──────── RECORDS SHOWN ────────

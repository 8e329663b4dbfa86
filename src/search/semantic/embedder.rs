//! Embedding backends
//!
//! The semantic index is generic over an [`Embedder`]: anything that can
//! turn a batch of texts into fixed-dimension vectors. Production
//! deployments plug in a model-backed implementation; the crate ships a
//! deterministic character-n-gram hashing embedder that needs no model
//! files, embeds identically on every platform, and still places words
//! sharing surface structure near each other. All embedders must return
//! L2-normalized vectors so similarity reduces to a dot product.

use async_trait::async_trait;
use rayon::prelude::*;
use sha2::{Digest, Sha256};

use super::super::{Result, SearchError};

/// A batch text-to-vector backend.
#[async_trait]
pub trait Embedder: Send + Sync {
    /// Identifier baked into persisted semantic indexes; an index is only
    /// loadable under the model name that produced it.
    fn model_name(&self) -> &str;

    /// Output vector dimension.
    fn dimension(&self) -> usize;

    /// Embed a batch of texts. Vectors must be L2-normalized and
    /// `dimension()` wide.
    async fn embed_batch(&self, texts: &[String]) -> Result<Vec<Vec<f32>>>;
}

/// Deterministic hashing embedder over character n-grams.
pub struct HashEmbedder {
    dimension: usize,
    name: String,
}

impl HashEmbedder {
    /// Create an embedder with the given output dimension.
    pub fn new(dimension: usize) -> Self {
        Self {
            name: format!("hash-ngram-{dimension}"),
            dimension,
        }
    }

    fn embed_one(&self, text: &str) -> Vec<f32> {
        let mut vector = vec![0.0f32; self.dimension];
        let padded: Vec<char> = std::iter::once('\u{2}')
            .chain(text.chars())
            .chain(std::iter::once('\u{3}'))
            .collect();

        for n in 2..=3 {
            if padded.len() < n {
                continue;
            }
            for window in padded.windows(n) {
                let gram: String = window.iter().collect();
                let digest = Sha256::digest(gram.as_bytes());
                let bucket = u64::from_le_bytes(digest[0..8].try_into().expect("8 bytes"))
                    as usize
                    % self.dimension;
                let sign = if digest[8] & 1 == 0 { 1.0 } else { -1.0 };
                vector[bucket] += sign;
            }
        }

        normalize(&mut vector);
        vector
    }
}

impl Default for HashEmbedder {
    fn default() -> Self {
        Self::new(256)
    }
}

#[async_trait]
impl Embedder for HashEmbedder {
    fn model_name(&self) -> &str {
        &self.name
    }

    fn dimension(&self) -> usize {
        self.dimension
    }

    async fn embed_batch(&self, texts: &[String]) -> Result<Vec<Vec<f32>>> {
        if self.dimension == 0 {
            return Err(SearchError::Embedding(
                "embedding dimension must be positive".to_string(),
            ));
        }
        // CPU-bound; batch across the rayon pool.
        Ok(texts.par_iter().map(|t| self.embed_one(t)).collect())
    }
}

/// L2-normalize in place. Zero vectors are left untouched.
pub fn normalize(vector: &mut [f32]) {
    let magnitude = vector.iter().map(|x| x * x).sum::<f32>().sqrt();
    if magnitude > 1e-6 {
        vector.iter_mut().for_each(|x| *x /= magnitude);
    }
}

#[cfg(test)]
mod tests {
    use super::*;

    #[tokio::test]
    async fn test_embeddings_are_deterministic_and_normalized() {
        let embedder = HashEmbedder::new(64);
        let texts = vec!["hello".to_string(), "hello".to_string(), "xenon".to_string()];
        let vectors = embedder.embed_batch(&texts).await.unwrap();

        assert_eq!(vectors[0], vectors[1]);
        assert_ne!(vectors[0], vectors[2]);
        for v in &vectors {
            let mag: f32 = v.iter().map(|x| x * x).sum::<f32>().sqrt();
            assert!((mag - 1.0).abs() < 1e-4);
        }
    }

    #[tokio::test]
    async fn test_similar_surface_forms_are_closer() {
        let embedder = HashEmbedder::new(128);
        let texts = vec![
            "hello".to_string(),
            "hellos".to_string(),
            "xylophone".to_string(),
        ];
        let v = embedder.embed_batch(&texts).await.unwrap();

        let dot = |a: &[f32], b: &[f32]| a.iter().zip(b).map(|(x, y)| x * y).sum::<f32>();
        assert!(dot(&v[0], &v[1]) > dot(&v[0], &v[2]));
    }
}
impl Vectors {
    /// Pack embedding rows, quantizing when the corpus is large enough.
    pub fn from_rows(rows: &[Vec<f32>], dim: usize) -> Self {
        if rows.len() >= QUANTIZE_MIN_ROWS {
            let mut data = Vec::with_capacity(rows.len() * dim);
            let mut scales = Vec::with_capacity(rows.len());
            for row in rows {
                let max_abs = row.iter().fold(0.0f32, |m, x| m.max(x.abs()));
                let scale = if max_abs > 0.0 { max_abs / 127.0 } else { 1.0 };
                scales.push(scale);
                data.extend(row.iter().map(|x| (x / scale).round() as i8));
            }
            Vectors::Int8 { dim, data, scales }
        } else {
            let mut data = Vec::with_capacity(rows.len() * dim);
            for row in rows {
                data.extend_from_slice(row);
            }
            Vectors::F32 { dim, data }
        }
    }

    /// Number of rows.
    pub fn len(&self) -> usize {
        match self {
            Vectors::F32 { dim, data } => {
                if *dim == 0 {
                    0
                } else {
                    data.len() / dim
                }
            }
            Vectors::Int8 { scales, .. } => scales.len(),
        }
    }

    /// Whether the store is empty.
    pub fn is_empty(&self) -> bool {
        self.len() == 0
    }

    /// Vector dimension.
    pub fn dim(&self) -> usize {
        match self {
            Vectors::F32 { dim, .. } | Vectors::Int8 { dim, .. } => *dim,
        }
    }

    /// Dot product between a stored row and a query vector.
    pub fn dot(&self, row: usize, query: &[f32]) -> f32 {
        match self {
            Vectors::F32 { dim, data } => {
                let start = row * dim;
                data[start..start + dim]
                    .iter()
                    .zip(query)
                    .map(|(x, q)| x * q)
                    .sum()
            }
            Vectors::Int8 { dim, data, scales } => {
                let start = row * dim;
                let raw: f32 = data[start..start + dim]
                    .iter()
                    .zip(query)
                    .map(|(&c, q)| c as f32 * q)
                    .sum();
                raw * scales[row]
            }
        }
    }

    /// A dequantized copy of one row.
    pub fn row(&self, row: usize) -> Vec<f32> {
        match self {
            Vectors::F32 { dim, data } => data[row * dim..(row + 1) * dim].to_vec(),
            Vectors::Int8 { dim, data, scales } => data[row * dim..(row + 1) * dim]
                .iter()
                .map(|&c| c as f32 * scales[row])
                .collect(),
        }
    }
}

/// An ANN index over a [`Vectors`] store.
#[derive(Debug, Clone, Serialize, Deserialize)]
pub enum AnnIndex {
    /// Exhaustive scan (no auxiliary structure)
    Flat,
    /// IVF with full-precision scoring
    IvfFlat(IvfFlatIndex),
    /// IVF with PQ codes and full-precision rescore
    IvfPq(IvfPqIndex),
    /// HNSW graph
    Hnsw(HnswIndex),
}

impl AnnIndex {
    /// Build an index of the requested variant.
    pub fn build(
        vectors: &Vectors,
        index_type: IndexType,
        cancel: Option<&CancellationToken>,
    ) -> Result<Self> {
        if vectors.is_empty() {
            return Err(SearchError::Semantic(
                "cannot build an index over zero embeddings".to_string(),
            ));
        }
        match index_type {
            IndexType::Flat => Ok(AnnIndex::Flat),
            IndexType::IvfFlat => Ok(AnnIndex::IvfFlat(IvfFlatIndex::build(vectors, cancel)?)),
            IndexType::IvfPq => Ok(AnnIndex::IvfPq(IvfPqIndex::build(vectors, cancel)?)),
            IndexType::Hnsw => Ok(AnnIndex::Hnsw(HnswIndex::build(vectors, cancel)?)),
        }
    }

    /// Top-`k` rows by similarity (dot product), descending.
    pub fn search(&self, vectors: &Vectors, query: &[f32], k: usize) -> Vec<(usize, f32)> {
        match self {
            AnnIndex::Flat => flat_search(vectors, query, k),
            AnnIndex::IvfFlat(index) => index.search(vectors, query, k),
            AnnIndex::IvfPq(index) => index.search(vectors, query, k),
            AnnIndex::Hnsw(index) => index.search(vectors, query, k),
        }
    }

    /// Which variant this is.
    pub fn index_type(&self) -> IndexType {
        match self {
            AnnIndex::Flat => IndexType::Flat,
            AnnIndex::IvfFlat(_) => IndexType::IvfFlat,
            AnnIndex::IvfPq(_) => IndexType::IvfPq,
            AnnIndex::Hnsw(_) => IndexType::Hnsw,
        }
    }
}
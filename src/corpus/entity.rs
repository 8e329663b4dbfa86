//! Corpus entity
//!
//! A corpus is a named set of vocabulary strings plus every derived map the
//! search stack needs: normalized forms, lemmas, signature buckets, and the
//! index tables linking them back to original words. The derived fields are
//! recomputed wholesale whenever vocabulary changes; `vocabulary_hash` over
//! the sorted normalized forms is the identity search indexes use to decide
//! whether they are stale.

use std::collections::BTreeMap;

use serde::{Deserialize, Serialize};

use crate::core::sha256_hex;

use super::normalize::{lemmatize, normalize_word, signature_key};

/// Corpus classification
#[derive(Debug, Clone, Copy, PartialEq, Eq, Serialize, Deserialize)]
#[serde(rename_all = "snake_case")]
pub enum CorpusType {
    /// Aggregating parent corpus
    Master,
    /// A dictionary-backed corpus
    Dictionary,
    /// A user-provided word list
    Wordlist,
    /// Anything else
    Custom,
}

/// A vocabulary corpus with derived search structures.
#[derive(Debug, Clone, Serialize, Deserialize)]
pub struct CorpusEntity {
    /// Unique corpus id
    pub corpus_id: String,
    /// Unique human-facing name
    pub corpus_name: String,
    /// Corpus classification
    pub corpus_type: CorpusType,
    /// Language tag (ISO 639-1 code or English name)
    pub language: String,
    /// Parent corpus id, when part of a tree
    pub parent_id: Option<String>,
    /// Child corpus ids, when aggregating
    pub child_ids: Vec<String>,
    /// Whether this corpus aggregates children
    pub is_master: bool,
    /// Words added directly to this corpus (original forms)
    pub own_vocabulary: Vec<String>,
    /// Effective vocabulary: own words plus, for masters, the union over
    /// children (original forms, insertion order, unique)
    pub vocabulary: Vec<String>,
    /// Sorted unique normalized forms of `vocabulary`
    pub normalized_vocabulary: Vec<String>,
    /// Lemma of each `vocabulary` entry (parallel to `vocabulary`)
    pub lemmatized_vocabulary: Vec<String>,
    /// Signature-bucket key → indices into `normalized_vocabulary`
    pub signature_buckets: BTreeMap<String, Vec<usize>>,
    /// Original word → its index in `vocabulary`
    pub vocabulary_to_index: BTreeMap<String, usize>,
    /// Index into `normalized_vocabulary` → indices into `vocabulary`
    pub normalized_to_original_indices: BTreeMap<usize, Vec<usize>>,
    /// Lemma → indices into `vocabulary`
    pub lemma_to_word_indices: BTreeMap<String, Vec<usize>>,
    /// SHA-256 over the sorted normalized vocabulary
    pub vocabulary_hash: String,
}

impl CorpusEntity {
    /// Create an empty corpus.
    pub fn new(
        corpus_id: impl Into<String>,
        corpus_name: impl Into<String>,
        corpus_type: CorpusType,
        language: impl Into<String>,
    ) -> Self {
        let mut corpus = Self {
            corpus_id: corpus_id.into(),
            corpus_name: corpus_name.into(),
            corpus_type,
            language: language.into(),
            parent_id: None,
            child_ids: Vec::new(),
            is_master: corpus_type == CorpusType::Master,
            own_vocabulary: Vec::new(),
            vocabulary: Vec::new(),
            normalized_vocabulary: Vec::new(),
            lemmatized_vocabulary: Vec::new(),
            signature_buckets: BTreeMap::new(),
            vocabulary_to_index: BTreeMap::new(),
            normalized_to_original_indices: BTreeMap::new(),
            lemma_to_word_indices: BTreeMap::new(),
            vocabulary_hash: String::new(),
        };
        corpus.rebuild_derived();
        corpus
    }

    /// Add words (original forms). Duplicates are ignored. Returns how many
    /// were actually added.
    pub fn add_words<I, S>(&mut self, words: I) -> usize
    where
        I: IntoIterator<Item = S>,
        S: AsRef<str>,
    {
        let mut added = 0;
        for word in words {
            let word = word.as_ref().trim();
            if word.is_empty() || self.vocabulary_to_index.contains_key(word) {
                continue;
            }
            self.own_vocabulary.push(word.to_string());
            self.vocabulary.push(word.to_string());
            self.vocabulary_to_index
                .insert(word.to_string(), self.vocabulary.len() - 1);
            added += 1;
        }
        if added > 0 {
            self.rebuild_derived();
        }
        added
    }

    /// Remove words by original form. Returns how many were removed.
    pub fn remove_words<I, S>(&mut self, words: I) -> usize
    where
        I: IntoIterator<Item = S>,
        S: AsRef<str>,
    {
        let mut removed = 0;
        for word in words {
            let word = word.as_ref();
            let before = self.vocabulary.len();
            self.own_vocabulary.retain(|w| w != word);
            self.vocabulary.retain(|w| w != word);
            if self.vocabulary.len() < before {
                removed += 1;
            }
        }
        if removed > 0 {
            self.rebuild_derived();
        }
        removed
    }

    /// Replace the effective vocabulary with an aggregation result (master
    /// corpora: own words plus the union over children).
    pub fn set_aggregated_vocabulary(&mut self, words: Vec<String>) {
        self.vocabulary = Vec::new();
        let mut seen = std::collections::HashSet::new();
        for word in words {
            let word = word.trim().to_string();
            if !word.is_empty() && seen.insert(word.clone()) {
                self.vocabulary.push(word);
            }
        }
        self.rebuild_derived();
    }

    /// Recompute every derived structure from `vocabulary`.
    pub fn rebuild_derived(&mut self) {
        self.vocabulary_to_index = self
            .vocabulary
            .iter()
            .enumerate()
            .map(|(i, w)| (w.clone(), i))
            .collect();

        self.lemmatized_vocabulary = self
            .vocabulary
            .iter()
            .map(|w| lemmatize(&normalize_word(w), &self.language))
            .collect();

        // Sorted unique normalized forms
        let mut normalized: Vec<String> = self.vocabulary.iter().map(|w| normalize_word(w)).collect();
        let per_word_normalized = normalized.clone();
        normalized.sort_unstable();
        normalized.dedup();
        self.normalized_vocabulary = normalized;

        self.normalized_to_original_indices = BTreeMap::new();
        for (orig_idx, norm) in per_word_normalized.iter().enumerate() {
            let norm_idx = self
                .normalized_vocabulary
                .binary_search(norm)
                .expect("normalized form came from this vocabulary");
            self.normalized_to_original_indices
                .entry(norm_idx)
                .or_default()
                .push(orig_idx);
        }

        self.lemma_to_word_indices = BTreeMap::new();
        for (orig_idx, lemma) in self.lemmatized_vocabulary.iter().enumerate() {
            self.lemma_to_word_indices
                .entry(lemma.clone())
                .or_default()
                .push(orig_idx);
        }

        self.signature_buckets = BTreeMap::new();
        for (norm_idx, norm) in self.normalized_vocabulary.iter().enumerate() {
            self.signature_buckets
                .entry(signature_key(norm))
                .or_default()
                .push(norm_idx);
        }

        self.vocabulary_hash = sha256_hex(self.normalized_vocabulary.join("\n").as_bytes());
    }

    /// Original words behind a normalized form.
    pub fn originals_for_normalized(&self, normalized: &str) -> Vec<&str> {
        match self.normalized_vocabulary.binary_search_by(|w| w.as_str().cmp(normalized)) {
            Ok(norm_idx) => self
                .normalized_to_original_indices
                .get(&norm_idx)
                .map(|indices| {
                    indices
                        .iter()
                        .map(|&i| self.vocabulary[i].as_str())
                        .collect()
                })
                .unwrap_or_default(),
            Err(_) => Vec::new(),
        }
    }

    /// Lemma of the first original word behind a normalized form.
    pub fn lemma_for_normalized(&self, normalized: &str) -> Option<&str> {
        match self.normalized_vocabulary.binary_search_by(|w| w.as_str().cmp(normalized)) {
            Ok(norm_idx) => self
                .normalized_to_original_indices
                .get(&norm_idx)
                .and_then(|indices| indices.first())
                .map(|&i| self.lemmatized_vocabulary[i].as_str()),
            Err(_) => None,
        }
    }

    /// Whether a normalized form is in the corpus.
    pub fn contains_normalized(&self, normalized: &str) -> bool {
        self.normalized_vocabulary
            .binary_search_by(|w| w.as_str().cmp(normalized))
            .is_ok()
    }

    /// Exact anagrams of a word (by signature bucket), as original forms.
    /// The word itself is excluded.
    pub fn anagrams(&self, word: &str) -> Vec<&str> {
        let normalized = normalize_word(word);
        let Some(bucket) = self.signature_buckets.get(&signature_key(&normalized)) else {
            return Vec::new();
        };
        bucket
            .iter()
            .filter(|&&norm_idx| self.normalized_vocabulary[norm_idx] != normalized)
            .flat_map(|&norm_idx| {
                self.normalized_to_original_indices
                    .get(&norm_idx)
                    .into_iter()
                    .flatten()
                    .map(|&i| self.vocabulary[i].as_str())
            })
            .collect()
    }

    /// Number of unique normalized forms.
    pub fn normalized_len(&self) -> usize {
        self.normalized_vocabulary.len()
    }
}

#[cfg(test)]
mod tests {
    use super::*;

    fn corpus_with(words: &[&str]) -> CorpusEntity {
        let mut corpus = CorpusEntity::new("c1", "test", CorpusType::Dictionary, "en");
        corpus.add_words(words.iter().copied());
        corpus
    }

    #[test]
    fn test_add_words_builds_derived_maps() {
        let corpus = corpus_with(&["Hello", "help", "Café"]);

        assert_eq!(corpus.vocabulary.len(), 3);
        assert!(corpus.contains_normalized("hello"));
        assert!(corpus.contains_normalized("cafe"));
        assert_eq!(corpus.originals_for_normalized("cafe"), vec!["Café"]);
        assert_eq!(corpus.vocabulary_to_index["help"], 1);
    }

    #[test]
    fn test_duplicates_are_ignored() {
        let mut corpus = corpus_with(&["hello"]);
        assert_eq!(corpus.add_words(["hello"]), 0);
        assert_eq!(corpus.vocabulary.len(), 1);
    }

    #[test]
    fn test_vocabulary_hash_tracks_normalized_content() {
        let a = corpus_with(&["Hello", "Help"]);
        let b = corpus_with(&["help", "hello"]);
        // Same normalized set, different original order and casing
        assert_eq!(a.vocabulary_hash, b.vocabulary_hash);

        let c = corpus_with(&["hello", "help", "helicopter"]);
        assert_ne!(a.vocabulary_hash, c.vocabulary_hash);
    }

    #[test]
    fn test_remove_words_updates_hash() {
        let mut corpus = corpus_with(&["hello", "help"]);
        let before = corpus.vocabulary_hash.clone();
        assert_eq!(corpus.remove_words(["help"]), 1);
        assert_ne!(corpus.vocabulary_hash, before);
        assert!(!corpus.contains_normalized("help"));
    }

    #[test]
    fn test_anagrams_via_signature_buckets() {
        let corpus = corpus_with(&["listen", "silent", "enlist", "hello"]);
        let mut anagrams = corpus.anagrams("listen");
        anagrams.sort_unstable();
        assert_eq!(anagrams, vec!["enlist", "silent"]);
        assert!(corpus.anagrams("hello").is_empty());
    }

    #[test]
    fn test_lemma_maps() {
        let corpus = corpus_with(&["running", "runs"]);
        let indices = corpus.lemma_to_word_indices.get("run").unwrap();
        assert_eq!(indices.len(), 2);
        assert_eq!(corpus.lemma_for_normalized("running"), Some("run"));
    }

    #[test]
    fn test_set_aggregated_vocabulary() {
        let mut parent = CorpusEntity::new("p", "parent", CorpusType::Master, "en");
        parent.set_aggregated_vocabulary(vec![
            "alpha".into(),
            "beta".into(),
            "alpha".into(), // duplicate collapses
        ]);
        assert_eq!(parent.vocabulary.len(), 2);
        assert!(parent.contains_normalized("beta"));
    }
}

────────

▶ [EXERCISE BRIEF]: Looking at the material above, say how many of its lines include "full", and give nothing besides the number.

▶ [WRITTEN RESPONSE]: 2